New to the ms. Hanging my hat in swfl now after 40 years in the Rockies. Love tossing the long sticks for just about anything but also understand I need to catch when I am out so whatever goes. My strengths are the intermountain states and moving water for trout. 

I have been down here since 2014 and am slowly starting to become confident with my surroundings. I am in Ft Myers so the lower west side is where I haunt. Had a little 14’ McKee but only have room for one boat in the garage so moved up to an 18’ Scout, not as skinny as I would like but momma likes to be out front from time to time. 

I was recommended to this site by backcountry 16 and I see it has a lot of great members, pages and posts. Hope to have a take and not suck. 

Kids are my favorite fishing partners but they are still up in Colorado Most of the time. Say hey if you can help a brother out, always looking for good boat compadres. Other than the big fan being on fishing has been pretty solid. Cheers.


----------



## AZ_squid (Mar 14, 2018)

Welcome!


----------



## Rocksteady1 (Apr 14, 2020)

Welcome. It’s addictive going from the moving water game to chucking big flies at salty fish.


----------



## TylertheTrout2 (Apr 21, 2016)

Welcome! Holla if ya want to fish sometime! I'm in Bonita, cheers!


----------



## Backcountry 16 (Mar 15, 2016)

Welcome buddy.


----------



## Bruce J (Mar 4, 2018)

Welcome, and what part of Colorado are you from? I spend a lot of time in Crested Butte and the Gunnison Valley.


----------



## Flycastangler (Apr 11, 2021)

Bruce J said:


> Welcome, and what part of Colorado are you from? I spend a lot of time in Crested Butte and the Gunnison Valley.

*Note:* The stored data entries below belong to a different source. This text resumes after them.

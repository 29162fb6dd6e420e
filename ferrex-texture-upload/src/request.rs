//! Upload requests as producers describe them, and the validated,
//! size-resolved form the render thread acts on.

use serde::{Deserialize, Serialize};
use thiserror::Error;

use crate::context::{PixelStoreParams, TextureId};
use crate::format::{PixelFormat, PixelType, bytes_per_pixel};

/// Largest byte count a single upload may resolve to. Graphics APIs take
/// signed 32-bit sizes for sub-image and buffer ranges.
pub const MAX_UPLOAD_BYTES: u64 = i32::MAX as u64;

/// Face of a cube map addressed by a 2D sub-image upload.
#[derive(Debug, Clone, Copy, PartialEq, Eq, Hash, Serialize, Deserialize)]
pub enum CubeFace {
    PositiveX,
    NegativeX,
    PositiveY,
    NegativeY,
    PositiveZ,
    NegativeZ,
}

/// Number of coordinates a sub-image call addresses.
#[derive(Debug, Clone, Copy, PartialEq, Eq, Hash)]
pub enum Dimensionality {
    One,
    Two,
    Three,
}

/// Bind target of the destination texture.
#[derive(Debug, Clone, Copy, PartialEq, Eq, Hash, Serialize, Deserialize)]
pub enum TextureTarget {
    Texture1D,
    Texture1DArray,
    Texture2D,
    Rectangle,
    CubeMap(CubeFace),
    Texture2DArray,
    CubeMapArray,
    Texture3D,
}

impl TextureTarget {
    pub fn dimensionality(self) -> Dimensionality {
        match self {
            TextureTarget::Texture1D => Dimensionality::One,
            TextureTarget::Texture1DArray
            | TextureTarget::Texture2D
            | TextureTarget::Rectangle
            | TextureTarget::CubeMap(_) => Dimensionality::Two,
            TextureTarget::Texture2DArray
            | TextureTarget::CubeMapArray
            | TextureTarget::Texture3D => Dimensionality::Three,
        }
    }
}

/// Destination box inside one mip level.
#[derive(Debug, Clone, Copy, PartialEq, Eq, Hash, Default)]
pub struct UploadRegion {
    pub x: u32,
    pub y: u32,
    pub z: u32,
    pub width: u32,
    pub height: u32,
    pub depth: u32,
    pub mip_level: u32,
}
use std::sync::atomic::{AtomicBool, Ordering};

use super::{DeleteCommand, ResourceKind, ResourceManagerSystem};
use crate::context::{BufferId, TextureId};

/// What a dispose call did with the object.
#[derive(Debug, Clone, Copy, PartialEq, Eq)]
pub enum DisposeOutcome {
    Deleted,
    Enqueued,
    AlreadyDisposed,
}

/// Owning handle to a GPU object that may be dropped on any thread.
///
/// Dropping (or calling [`dispose`](Self::dispose)) routes the deletion
/// through the [`ResourceManagerSystem`]; the object is released exactly
/// once.
#[derive(Debug)]
pub struct GpuResource {
    command: DeleteCommand,
    system: ResourceManagerSystem,
    disposed: AtomicBool,
}

impl GpuResource {
    pub fn new(
        system: &ResourceManagerSystem,
        kind: ResourceKind,
        id: u32,
    ) -> Self {
        Self {
            command: DeleteCommand::new(kind, id),
            system: system.clone(),
            disposed: AtomicBool::new(false),
        }
    }

    pub fn buffer(system: &ResourceManagerSystem, buffer: BufferId) -> Self {
        Self::new(system, ResourceKind::Buffer, buffer.0)
    }

    pub fn texture(system: &ResourceManagerSystem, texture: TextureId) -> Self {
        Self::new(system, ResourceKind::Texture, texture.0)
    }

    pub fn id(&self) -> u32 {
        self.command.id()
    }

    pub fn kind(&self) -> ResourceKind {
        self.command.kind()
    }

    pub fn is_disposed(&self) -> bool {
        self.disposed.load(Ordering::Acquire)
    }

    pub fn dispose(&self) -> DisposeOutcome {
        if self.disposed.swap(true, Ordering::AcqRel) {
            return DisposeOutcome::AlreadyDisposed;
        }
        self.system.route_delete(self.command)
    }
}

impl Drop for GpuResource {
    fn drop(&mut self) {
        self.dispose();
    }
}

#[cfg(test)]
mod tests {
    use super::*;
    use crate::context::SoftwareContext;
    use std::sync::Arc;
    use std::thread;

    #[test]
    fn dispose_happens_once() {
        let ctx = SoftwareContext::new();
        let system = ResourceManagerSystem::new(Arc::new(ctx.clone()));

        let texture = GpuResource::texture(&system, TextureId(3));
        assert_eq!(texture.dispose(), DisposeOutcome::Deleted);
        assert_eq!(texture.dispose(), DisposeOutcome::AlreadyDisposed);
        drop(texture);

        assert_eq!(ctx.deletions().len(), 1);
        assert_eq!(ctx.deletions()[0].command, DeleteCommand::Texture(3));
    }

    #[test]
    fn drop_on_worker_thread_is_deferred() {
        let mut ctx = SoftwareContext::new();
        let system = ResourceManagerSystem::new(Arc::new(ctx.clone()));
        system.initialize();
        system.mark_render_thread().unwrap();

        let buffer = GpuResource::buffer(&system, BufferId(11));
        thread::spawn(move || drop(buffer)).join().unwrap();
        assert!(ctx.deletions().is_empty());

        assert_eq!(system.process_pending(&mut ctx), 1);
        let deletions = ctx.deletions();
        assert_eq!(deletions[0].command, DeleteCommand::Buffer(11));
        assert_eq!(deletions[0].thread, thread::current().id());
    }
}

Most of my years in GJ. Love the butte, my favorite ski town! Son went to western so lots of time up there. Been fishing the gunny and tribs since 80.


----------



## Bruce J (Mar 4, 2018)

Sweet, and welcome to the salt! I don’t ski as much as I used to, but just love being in CB and exploring the whole area. I particularly love the fall when the cottonwoods and aspens are all lit up and the trout are hungry!


----------